Leon’s front parlor was occupied by an armada of these others, most of them mounted on walkers, the kind used by the elderly. “Walkers are light, strong, collapsible, easy to get ahold of, and practically free,” Leon said. The Swarmatron, in the center of the room, had a pitch ribbon and a swarm ribbon, and an array of unlabelled knobs and switches, which Brian began manipulating in a way that produced something that your own first cousin once removed might recognize as music. Hanging from the walls were four “wall gins”—synthesizers, housed in various clocklike cases, that had been programmed to make random sounds at random intervals. Pings, squelches, and gongs rang out, submarine-movie-like, as the Dewans went from Dewanatron to Dewanatron. The Dual Primate Console, a two-person synthesizer, had a pair of old rotary-telephone dials and rows of obsolete vacuum tubes acquired in Russia. The Hymnotron, an electronic chord organ, featured calligraphic illuminations (“Depth,” “Width,” “Tempo”) made by Dorothy Dewan, Leon’s mother. As for the Coin-Operated Melody Gin (as in cotton gin, short for “engine”), Leon said, “For twenty-five cents you can have a four-minute avant-garde experience.” A visitor inserted a quarter, twirled some knobs, and had the sensation, partly real, of producing, with his ignorant hands, a marvellously unholy barrage of noise. It felt awkward, doing this in front of other men.

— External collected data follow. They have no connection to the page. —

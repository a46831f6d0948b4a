use anyhow::{anyhow, bail, ensure};
use log::debug;

use crate::image::{pixel_count, BitDepth, Image};

use self::header::{parse_header, plain_sample, PgmHeader};

mod header;

/// Longest line written in plain PGM output.
const PLAIN_LINE_WIDTH: usize = 70;

/// Raster encoding of a PGM file.
#[derive(Debug, PartialEq, Eq, Default, Clone, Copy, clap::ValueEnum)]
pub enum PgmEncoding {
    /// `P2`: decimal samples as text.
    Plain,
    /// `P5`: binary samples, big-endian when wider than a byte.
    #[default]
    Raw,
}
impl PgmEncoding {
    fn magic(&self) -> &'static str {
        match self {
            Self::Plain => "P2",
            Self::Raw => "P5",
        }
    }
}

pub struct PGM;

impl PGM {
    pub(crate) fn has_magic(bytes: &[u8]) -> bool {
        bytes.starts_with(b"P2") || bytes.starts_with(b"P5")
    }

    /// Decodes the first image of a plain or raw PGM file.
    pub fn decode(bytes: &[u8]) -> anyhow::Result<Image> {
        let (raster, header) = parse_header(bytes)?;
        debug!("PGM header: {header:?}");
        let samples = match header.encoding {
            PgmEncoding::Raw => read_raw(raster, &header)?,
            PgmEncoding::Plain => read_plain(raster, &header)?,
        };
        Image::new(
            header.width,
            header.height,
            BitDepth::for_max_value(header.max_value),
            samples,
        )
    }

    /// Encodes `image` with a maxval matching its bit depth.
    pub fn encode(image: &Image, encoding: PgmEncoding) -> Vec<u8> {
        let max_value = image.bit_depth().max_value();
        let mut bytes = format!(
            "{}\n{} {}\n{}\n",
            encoding.magic(),
            image.width(),
            image.height(),
            max_value
        )
        .into_bytes();
        match encoding {
            PgmEncoding::Raw if max_value > u8::MAX as u16 => {
                for sample in image.samples() {
                    bytes.extend(sample.to_be_bytes());
                }
            }
            PgmEncoding::Raw => bytes.extend(image.samples().iter().map(|&sample| sample as u8)),
            PgmEncoding::Plain => {
                for row in image.rows() {
                    write_plain_row(row, &mut bytes);
                }
            }
        }
        bytes
    }
}

fn read_raw(raster: &[u8], header: &PgmHeader) -> anyhow::Result<Vec<u16>> {
    let count = pixel_count(header.width, header.height)?;
    let sample_size = if header.max_value > u8::MAX as u16 { 2 } else { 1 };
    let expected = count
        .checked_mul(sample_size)
        .ok_or_else(|| anyhow!("PGM raster is too large"))?;
    ensure!(
        raster.len() >= expected,
        "PGM raster is truncated: expected {expected} bytes, found {}",
        raster.len()
    );
    if raster.len() > expected {
        debug!("Ignoring {} trailing bytes", raster.len() - expected);
    }
    let samples: Vec<u16> = if sample_size == 2 {
        raster[..expected]
            .chunks_exact(2)
            .map(|pair| u16::from_be_bytes([pair[0], pair[1]]))
            .collect()
    } else {
        raster[..expected].iter().map(|&b| b as u16).collect()
    };
    check_max_value(&samples, header.max_value)?;
    Ok(samples)
}

fn read_plain(raster: &[u8], header: &PgmHeader) -> anyhow::Result<Vec<u16>> {
    let count = pixel_count(header.width, header.height)?;
    // Every sample takes a digit and all but the last a separator.
    ensure!(
        count <= raster.len() / 2 + 1,
        "PGM raster is truncated: {count} samples can't fit in {} bytes",
        raster.len()
    );
    let mut samples = Vec::with_capacity(count);
    let mut rest = raster;
    for index in 0..count {
        let (remaining, sample) = plain_sample(rest).map_err(|_| {
            anyhow!("PGM raster is truncated or malformed at sample {index} of {count}")
        })?;
        if sample > header.max_value as u32 {
            bail!(
                "Sample {sample} at index {index} exceeds maxval {}",
                header.max_value
            );
        }
        samples.push(sample as u16);
        rest = remaining;
    }
    Ok(samples)
}

fn check_max_value(samples: &[u16], max_value: u16) -> anyhow::Result<()> {
    match samples.iter().position(|&sample| sample > max_value) {
        Some(index) => bail!(
            "Sample {} at index {index} exceeds maxval {max_value}",
            samples[index]
        ),
        None => Ok(()),
    }
}

fn write_plain_row(row: &[u16], out: &mut Vec<u8>) {
    let mut line_len = 0;
    for sample in row {
        let token = sample.to_string();
        if line_len > 0 {
            if line_len + 1 + token.len() > PLAIN_LINE_WIDTH {
                out.push(b'\n');
                line_len = 0;
            } else {
                out.push(b' ');
                line_len += 1;
            }
        }
        out.extend(token.as_bytes());
        line_len += token.len();
    }
    out.push(b'\n');
}
use std::borrow::Cow;

use super::ParseableChunk;

pub(crate) const HEADER: &[u8; 4] = b"IDAT";

/// Largest IDAT payload written by the encoder.
pub(crate) const MAX_IDAT_SIZE: usize = 1 << 16;

#[derive(Debug)]
pub(crate) struct IDATChunk<'a> {
    pub(crate) data: &'a [u8],
}
impl<'a> ParseableChunk<'a> for IDATChunk<'a> {
    const HEADER: &'static [u8; 4] = HEADER;

    fn from_bytes(chunk_data: &'a [u8]) -> anyhow::Result<Self> {
        Ok(IDATChunk { data: chunk_data })
    }

    fn data(&self) -> Cow<'_, [u8]> {
        Cow::Borrowed(self.data)
    }
}

/// Splits a compressed stream into framed IDAT chunks.
pub(crate) fn write_idats(compressed: &[u8]) -> Vec<u8> {
    compressed
        .chunks(MAX_IDAT_SIZE)
        .flat_map(|data| IDATChunk { data }.to_bytes())
        .collect()
}
use std::borrow::Cow;

use anyhow::{anyhow, bail, ensure};
use nom::{bytes::complete::take, number::complete::be_u32, sequence::tuple, IResult};

use super::ParseableChunk;
use crate::{image::BitDepth, utils::packed_len};

pub(crate) const HEADER: &[u8; 4] = b"IHDR";
pub(crate) const DATA_LENGTH: usize = 13;

#[derive(Debug, PartialEq, Eq)]
pub(crate) struct IHDRChunk {
    pub(crate) width: u32,
    pub(crate) height: u32,
    pub(crate) bit_depth: BitDepth,
    pub(crate) color_type: ColorType,
    pub(crate) interlace_method: Interlacing,
}
impl IHDRChunk {
    pub(crate) fn greyscale(
        width: u32,
        height: u32,
        bit_depth: BitDepth,
        interlace_method: Interlacing,
    ) -> Self {
        Self {
            width,
            height,
            bit_depth,
            color_type: ColorType::Greyscale,
            interlace_method,
        }
    }

    /// Byte distance to the corresponding byte of the previous pixel when filtering.
    pub(crate) fn filter_width(&self) -> usize {
        let channel_count = self.color_type.channel_count() as usize;
        let sample_width = usize::max(self.bit_depth.bits() as usize / 8, 1);
        channel_count * sample_width
    }

    pub(crate) fn pixel_width(&self) -> u8 {
        self.color_type.channel_count() * self.bit_depth.bits()
    }

    /// Bytes in a row of `width` pixels, excluding the filter type byte.
    pub(crate) fn row_size(&self, width: usize) -> usize {
        packed_len(width, self.pixel_width())
    }
}
impl<'a> ParseableChunk<'a> for IHDRChunk {
    const HEADER: &'static [u8; 4] = HEADER;

    fn from_bytes(chunk_data: &'a [u8]) -> anyhow::Result<Self> {
        ensure!(
            chunk_data.len() == DATA_LENGTH,
            "IHDR should hold {DATA_LENGTH} bytes, found {}",
            chunk_data.len()
        );
        let (_, (width, height, other_bytes)) = parse_fields(chunk_data)
            .map_err(|e| anyhow!("Malformed IHDR ({:?})", e.map(|e| e.code)))?;
        let [bit_depth, color_type, compression_method, filter_method, interlace_method] =
            other_bytes
        else {
            bail!("IHDR is missing its trailing fields");
        };
        ensure!(
            width > 0 && height > 0,
            "Image dimensions must be non-zero, got {width}x{height}"
        );
        ensure!(
            *compression_method == 0,
            "Unknown compression method {compression_method}"
        );
        ensure!(*filter_method == 0, "Unknown filter method {filter_method}");
        let color_type = ColorType::try_from(*color_type)?;
        let bit_depth = BitDepth::try_from(*bit_depth)?;
        ensure!(
            color_type.allows(bit_depth),
            "Bit depth {} is not allowed for {color_type:?}",
            bit_depth.bits()
        );
        Ok(IHDRChunk {
            width,
            height,
            bit_depth,
            color_type,
            interlace_method: Interlacing::try_from(*interlace_method)?,
        })
    }

    fn data(&self) -> Cow<'_, [u8]> {
        let mut bytes = Vec::with_capacity(DATA_LENGTH);
        bytes.extend(self.width.to_be_bytes());
        bytes.extend(self.height.to_be_bytes());
        bytes.extend([
            self.bit_depth.bits(),
            self.color_type as u8,
            0,
            0,
            self.interlace_method as u8,
        ]);
        Cow::Owned(bytes)
    }
}

fn parse_fields(chunk_data: &[u8]) -> IResult<&[u8], (u32, u32, &[u8])> {
    tuple((be_u32, be_u32, take(5usize)))(chunk_data)
}

#[derive(Debug, PartialEq, Eq, Default, Clone, Copy)]
pub(crate) enum ColorType {
    #[default]
    Greyscale = 0,
    Truecolor = 2,
    IndexedColor = 3,
    GreyscaleWithAlpha = 4,
    TruecolorWithAlpha = 6,
}
impl TryFrom<u8> for ColorType {
    type Error = anyhow::Error;
    fn try_from(value: u8) -> Result<Self, Self::Error> {
        match value {
            0 => Ok(Self::Greyscale),
            2 => Ok(Self::Truecolor),
            3 => Ok(Self::IndexedColor),
            4 => Ok(Self::GreyscaleWithAlpha),
            6 => Ok(Self::TruecolorWithAlpha),
            i => Err(anyhow!("Invalid colour type {i}")),
        }
    }
}
impl ColorType {
    pub(crate) fn channel_count(&self) -> u8 {
        match self {
            Self::Greyscale => 1,
            Self::IndexedColor => 1,
            Self::GreyscaleWithAlpha => 2,
            Self::Truecolor => 3,
            Self::TruecolorWithAlpha => 4,
        }
    }

    fn allows(&self, bit_depth: BitDepth) -> bool {
        match self {
            Self::Greyscale => true,
            Self::IndexedColor => bit_depth <= BitDepth::Eight,
            _ => bit_depth >= BitDepth::Eight,
        }
    }
}

/// Pixel ordering of the image data.
#[derive(Debug, PartialEq, Eq, Default, Clone, Copy, clap::ValueEnum)]
pub enum Interlacing {
    #[default]
    None,
    Adam7,
}
impl TryFrom<u8> for Interlacing {
    type Error = anyhow::Error;
    fn try_from(value: u8) -> Result<Self, Self::Error> {
        match value {
            0 => Ok(Self::None),
            1 => Ok(Self::Adam7),
            i => Err(anyhow!("Unknown interlace method {i}")),
        }
    }
}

You may have already heard the Swarmatron in action without realizing it. Nine Inch Nails frontman Trent Reznor pressed a Swarmatron into service in the soundtrack of "The Social Network," the feature film about Facebook.

Hat tip to Paul Smart at WGXC, who has yet another video of the Swarmatron in action at the station's blog. Smart points out that Brian Dewan will be featured in an exhibit about musical instrument creators at the Greene County Council for the Arts later this year.